OTTUMWA — Ottumwa's crisis center will continue providing victim services while its women's shelter shuts down, but some women are unhappy about the way things are run.
The shelter part of Ottumwa's Crisis Center and Women's Shelter will close Sept. 30, said executive director Cheryl Brown.
In May, the Iowa Attorney General's Office, which oversees crime victim assistance, announced that due to a cut in federal funding, 12 of the state's 20 women's shelters would close. Instead, the state was split into regions of service — continuing a trend of regionalization most recently seen in the state's mental health redesign — which will each have one or two shelters, a sexual assault service provider and a domestic abuse service provider.
"We received transitional funds to operate for the next three months full time for our shelter and transition out of other services until December," she said.
Domestic abuse services will continue in Ottumwa, Brown said, and the crisis line (1-800-464-8340) will be answered 24 hours a day, 365 days a year.
There are currently 11 people staying at the shelter, she said.
"We are winding down, though," she said. "We're not taking new admissions unless they're very short-term."
But Marlene Doyle, 63, who arrived at the Crisis Center in May from Texas, has concerns about lice and bedbugs at the center.
"I was moved in with a person with active head lice, and I told them I would not stay in my room, so I was moved to the hall and then I moved to my truck," she said. "I've been living in my truck for three weeks on the property of the shelter."
Police Chief Tom McAndrew said he's not aware of any incidents reported at the shelter.
"We've got regulars we deal with every other day, who are not really committing criminal acts, they're just mentally ill," he said. "But I don't know anything about out at the Crisis Center."
Another woman spoke to the Courier on condition of anonymity for fear of losing her job.
"This is just not fair," she said. "I can't go back in there. My boss told me to stay out of the shelter 'cause I could infect everybody else. We're in between a rock and a hard place. I don't know where I'm going to stay tonight."
Jody Gates, director of the city's health, inspections and solid waste department, said she has not received any complaints about the shelter.
"Our clerk did say several weeks ago somebody contacted us about someone's personal hygiene ... staying at the Crisis Center," Gates said. "But as far as any of us recalls or knows, we didn't get a complaint about there actually being some kind of a bedbug or lice issue at the Crisis Center."
That report was referred to Wapello County Public Health, she said, but clinical director Lynelle Diers hasn't heard word of it.
"But lice and bedbugs aren't reportable," Diers said. "Lice is not reportable because it's just a nuisance, it doesn't cause infection or diseases. The same goes for bedbugs. You can't get diseases from bedbugs, but you can get an infection if you keep scratching the area."

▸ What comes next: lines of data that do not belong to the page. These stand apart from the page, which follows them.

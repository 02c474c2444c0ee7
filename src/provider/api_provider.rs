//! Supported generative-text backends.

use serde::{Deserialize, Serialize};

/// Backend a [`ProviderClient`](super::ProviderClient) talks to.
#[derive(Debug, Clone, Copy, Default, PartialEq, Eq, Hash, Serialize, Deserialize)]
#[serde(rename_all = "lowercase")]
pub enum Provider {
    /// Google AI Studio (Gemini)
    #[default]
    Google,
    /// Hugging Face serverless inference
    HuggingFace,
}

impl Provider {
    pub const ALL: &'static [Provider] = &[Provider::Google, Provider::HuggingFace];

    /// Lowercase ID for config storage and CLI flags.
    pub fn id(&self) -> &'static str {
        match self {
            Provider::Google => "google",
            Provider::HuggingFace => "huggingface",
        }
    }

    /// Parse provider from ID string.
    pub fn from_id(id: &str) -> Option<Self> {
        match id.to_lowercase().as_str() {
            "google" | "gemini" => Some(Provider::Google),
            "huggingface" | "hf" => Some(Provider::HuggingFace),
            _ => None,
        }
    }

    /// Display name, also used in user-facing error text.
    pub fn name(&self) -> &'static str {
        match self {
            Provider::Google => "Gemini",
            Provider::HuggingFace => "Hugging Face",
        }
    }

    /// Environment variables that may carry the API key, in lookup order.
    pub fn env_vars(&self) -> &'static [&'static str] {
        match self {
            Provider::Google => &["GOOGLE_AI_API_KEY", "GEMINI_API_KEY"],
            Provider::HuggingFace => &["HUGGINGFACE_API_KEY", "HF_TOKEN"],
        }
    }

    pub fn default_base_url(&self) -> &'static str {
        match self {
            Provider::Google => "https://generativelanguage.googleapis.com",
            Provider::HuggingFace => "https://api-inference.huggingface.co",
        }
    }

    /// Model used when the config does not name one. Both fit free tiers.
    pub fn default_model(&self) -> &'static str {
        match self {
            Provider::Google => "gemini-1.5-flash",
            Provider::HuggingFace => "microsoft/DialoGPT-large",
        }
    }

    pub(crate) fn missing_key_error(&self) -> super::Error {
        super::Error::MissingApiKey {
            backend: self.name().to_string(),
            env_vars: self.env_vars().iter().map(|s| (*s).to_string()).collect(),
        }
    }
}

impl std::fmt::Display for Provider {
    fn fmt(&self, f: &mut std::fmt::Formatter<'_>) -> std::fmt::Result {
        f.write_str(self.id())
    }
}

impl std::str::FromStr for Provider {
    type Err = String;

    fn from_str(s: &str) -> Result<Self, Self::Err> {
        Self::from_id(s).ok_or_else(|| {
            let known: Vec<_> = Self::ALL.iter().map(Provider::id).collect();
            format!("unknown provider '{s}' (expected one of: {})", known.join(", "))
        })
    }
}
//! Google Gemini client using the public `generateContent` API.
//!
//! Authenticates with an AI Studio API key sent in `x-goog-api-key`.

mod client;
mod types;

pub use client::GeminiClient;
//! Host-side bookkeeping: one agent per (session, channel).

use super::{Agent, AgentState};
use crate::channel::ChatSession;
use crate::config::Config;
use crate::error::Result;
use chrono::Utc;
use std::collections::HashMap;
use std::sync::Arc;
use std::time::Duration;
use tokio::sync::Mutex;
use tokio::task::JoinHandle;
use tokio_util::sync::CancellationToken;
use tracing::{error, info};

#[derive(Debug, Clone, PartialEq, Eq, Hash)]
pub struct AgentKey {
    pub session_id: String,
    pub channel_id: String,
}

impl AgentKey {
    pub fn new(session_id: impl Into<String>, channel_id: impl Into<String>) -> Self {
        Self {
            session_id: session_id.into(),
            channel_id: channel_id.into(),
        }
    }
}

impl std::fmt::Display for AgentKey {
    fn fmt(&self, f: &mut std::fmt::Formatter<'_>) -> std::fmt::Result {
        write!(f, "{}@{}", self.session_id, self.channel_id)
    }
}

/// Running agents, owned by the hosting process.
#[derive(Default)]
pub struct AgentRegistry {
    agents: Mutex<HashMap<AgentKey, Agent>>,
}

impl AgentRegistry {
    pub fn new() -> Self {
        Self::default()
    }

    /// Start an agent for `key`, or return the one already running there.
    ///
    /// `init` runs without holding the registry lock. A failed `init`
    /// registers nothing and leaves `session` connected. An entry whose
    /// agent was disposed directly is replaced.
    pub async fn start(
        &self,
        key: AgentKey,
        session: Arc<dyn ChatSession>,
        config: Config,
    ) -> Result<Agent> {
        if let Some(agent) = self.running(&key).await {
            return Ok(agent);
        }

        let agent = Agent::new(session, config);
        agent.init().await?;

        let mut agents = self.agents.lock().await;
        if let Some(existing) = agents.get(&key).filter(|a| is_live(a)).cloned() {
            drop(agents);
            // Another start for this key finished first; keep theirs.
            agent.detach().await;
            return Ok(existing);
        }
        info!(%key, "Agent started");
        agents.insert(key, agent.clone());
        Ok(agent)
    }

    async fn running(&self, key: &AgentKey) -> Option<Agent> {
        self.agents
            .lock()
            .await
            .get(key)
            .filter(|a| is_live(a))
            .cloned()
    }

    pub async fn get(&self, key: &AgentKey) -> Option<Agent> {
        self.agents.lock().await.get(key).cloned()
    }

    pub async fn len(&self) -> usize {
        self.agents.lock().await.len()
    }

    pub async fn is_empty(&self) -> bool {
        self.agents.lock().await.is_empty()
    }

    /// Dispose and forget the agent for `key`. Returns false if none was running.
    pub async fn stop(&self, key: &AgentKey) -> Result<bool> {
        let Some(agent) = self.agents.lock().await.remove(key) else {
            return Ok(false);
        };
        agent.dispose().await?;
        info!(%key, "Agent stopped");
        Ok(true)
    }

    /// Dispose agents with no qualifying message for longer than `max_idle`.
    pub async fn dispose_idle(&self, max_idle: Duration) -> Vec<AgentKey> {
        let now = Utc::now();
        let idle: Vec<(AgentKey, Agent)> = {
            let mut agents = self.agents.lock().await;
            let keys: Vec<AgentKey> = agents
                .iter()
                .filter(|(_, agent)| {
                    (now - agent.last_interaction())
                        .to_std()
                        .is_ok_and(|elapsed| elapsed > max_idle)
                })
                .map(|(key, _)| key.clone())
                .collect();
            keys.into_iter()
                .filter_map(|key| agents.remove(&key).map(|agent| (key, agent)))
                .collect()
        };

        dispose_all(&idle).await;
        idle.into_iter().map(|(key, _)| key).collect()
    }

    /// Dispose every agent.
    pub async fn shutdown(&self) {
        let all: Vec<(AgentKey, Agent)> = self.agents.lock().await.drain().collect();
        dispose_all(&all).await;
    }
}

fn is_live(agent: &Agent) -> bool {
    agent.state() != AgentState::Disposed
}

async fn dispose_all(agents: &[(AgentKey, Agent)]) {
    let results = futures::future::join_all(agents.iter().map(|(_, a)| a.dispose())).await;
    for ((key, _), result) in agents.iter().zip(results) {
        match result {
            Ok(()) => info!(%key, "Agent disposed"),
            Err(e) => error!(%key, error = %e, "Failed to dispose agent"),
        }
    }
}

/// Periodically dispose idle agents until `token` is cancelled.
pub fn spawn_idle_sweep(
    registry: Arc<AgentRegistry>,
    max_idle: Duration,
    every: Duration,
    token: CancellationToken,
) -> JoinHandle<()> {
    tokio::spawn(async move {
        let mut interval = tokio::time::interval(every);
        loop {
            tokio::select! {
                () = token.cancelled() => break,
                _ = interval.tick() => {
                    let disposed = registry.dispose_idle(max_idle).await;
                    if !disposed.is_empty() {
                        info!(count = disposed.len(), "Disposed idle agents");
                    }
                }
            }
        }
    })
}
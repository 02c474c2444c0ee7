//! Provider client: credential check, liveness probe and single-shot generation.

use super::api_provider::Provider;
use super::error::Error;
use super::gemini::GeminiClient;
use super::huggingface::HuggingFaceClient;
use async_trait::async_trait;
use std::sync::Arc;

/// Prompt sent once at startup to prove the key and endpoint work.
const PROBE_PROMPT: &str = "Hello";

/// A generative-text backend.
#[async_trait]
pub trait TextGenerator: Send + Sync {
    /// Provider identifier.
    fn id(&self) -> &str;
    /// Generate text for a prompt. May return an empty string.
    async fn generate(&self, prompt: &str) -> Result<String, Error>;
}

/// Everything needed to build a backend. Resolved by the caller.
#[derive(Debug, Clone, Default)]
pub struct ProviderSettings {
    pub provider: Provider,
    pub api_key: Option<String>,
    /// Overrides [`Provider::default_model`].
    pub model: Option<String>,
    /// Overrides [`Provider::default_base_url`]. Used for proxies and tests.
    pub base_url: Option<String>,
}

impl ProviderSettings {
    pub fn new(provider: Provider, api_key: impl Into<String>) -> Self {
        Self {
            provider,
            api_key: Some(api_key.into()),
            model: None,
            base_url: None,
        }
    }

    #[must_use]
    pub fn with_base_url(mut self, url: impl Into<String>) -> Self {
        self.base_url = Some(url.into());
        self
    }

    #[must_use]
    pub fn with_model(mut self, model: impl Into<String>) -> Self {
        self.model = Some(model.into());
        self
    }

    /// The API key, if one is set and not blank.
    pub fn api_key(&self) -> Option<&str> {
        self.api_key
            .as_deref()
            .map(str::trim)
            .filter(|k| !k.is_empty())
    }

    pub fn model(&self) -> &str {
        self.model
            .as_deref()
            .unwrap_or_else(|| self.provider.default_model())
    }

    pub fn base_url(&self) -> &str {
        self.base_url
            .as_deref()
            .unwrap_or_else(|| self.provider.default_base_url())
    }
}

/// A probed, ready-to-use backend.
///
/// No retries happen here: a failed call is returned to the caller as-is.
#[derive(Clone)]
pub struct ProviderClient {
    name: String,
    backend: Arc<dyn TextGenerator>,
}

impl std::fmt::Debug for ProviderClient {
    fn fmt(&self, f: &mut std::fmt::Formatter<'_>) -> std::fmt::Result {
        f.debug_struct("ProviderClient")
            .field("name", &self.name)
            .field("backend", &self.backend.id())
            .finish()
    }
}

impl ProviderClient {
    /// Validate the credential, build the backend and probe it.
    pub async fn initialize(settings: &ProviderSettings) -> Result<Self, Error> {
        let api_key = settings
            .api_key()
            .ok_or_else(|| settings.provider.missing_key_error())?;

        let backend: Arc<dyn TextGenerator> = match settings.provider {
            Provider::Google => Arc::new(GeminiClient::new(
                api_key,
                settings.base_url(),
                settings.model(),
            )),
            Provider::HuggingFace => Arc::new(HuggingFaceClient::new(
                api_key,
                settings.base_url(),
                settings.model(),
            )),
        };

        Self::connect(settings.provider.name(), backend).await
    }

    /// Probe an already constructed backend.
    pub async fn connect(
        name: impl Into<String>,
        backend: Arc<dyn TextGenerator>,
    ) -> Result<Self, Error> {
        let name = name.into();
        match backend.generate(PROBE_PROMPT).await {
            Ok(_) => {
                tracing::info!(backend = %name, "Provider initialized");
                Ok(Self { name, backend })
            }
            Err(e) => {
                tracing::error!(backend = %name, error = %e, "Provider probe failed");
                Err(Error::Unavailable {
                    backend: name,
                    source: Box::new(e),
                })
            }
        }
    }

    /// Display name of the backend.
    pub fn name(&self) -> &str {
        &self.name
    }

    /// Generate text; empty output counts as a failure. Anything else,
    /// whitespace included, is returned untouched.
    pub async fn generate(&self, prompt: &str) -> Result<String, Error> {
        let text = self.backend.generate(prompt).await?;
        if text.is_empty() {
            return Err(Error::EmptyResponse {
                backend: self.name.clone(),
            });
        }
        Ok(text)
    }
}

Brown said lice and bedbugs are addressed as they arise.
"Any kind of a facility goes through things like that," she said. "School systems deal with it, all kinds of systems deal with it and we address those issues as we can."
Shelly Peet said shelter staff promised to help her with some medical issues and first month's rent so she could get back on her feet.
"But they haven't reached out to help," Peet said. "If we complain about anything, they punish us, they don't help us. They're very picky about who they can help and will help. Most of them will snub you."
While Brown agreed women have complained, "I'm not sure what purpose it serves to explore all that."
"Often what has happened is people automatically go to the shelter and don't necessarily explore other options," Brown said. "So we're going to be providing services in another way with an emphasis on permanent housing instead of emergency shelter."
Those who do need emergency shelter will have to call the 24/7 crisis line, she said. Staff will then make a referral to the region's designated shelters in Oskaloosa or Des Moines.
"We try to address everyone's concerns as they come up, but having done this work for a long time there are just some situations where it wouldn't really matter what you did, it wouldn't necessarily make everything OK," Brown said. "We have had some funds here available to help get them into permanent housing, but some have yet to avail themselves of those things. We've been encouraging people to do that since July."
Doyle insists not everyone's concerns have been addressed.
"They promised us we wouldn't be hurt by the mismanagement of the administrators," Doyle said. "But they have not come forward with the money, and we're being put out on the street. It was a straight-forward lie.
"I will not stay in the state of Iowa if this is representative of the way the state treats its citizens. This isn't the way it should go in any shelter. If this is representative of the other shelters closed in the state, I can damn well see why. If this is the way people were treated at all the other shelters that were closed, the only good thing with them is they actually got placed somewhere — we're still in hell."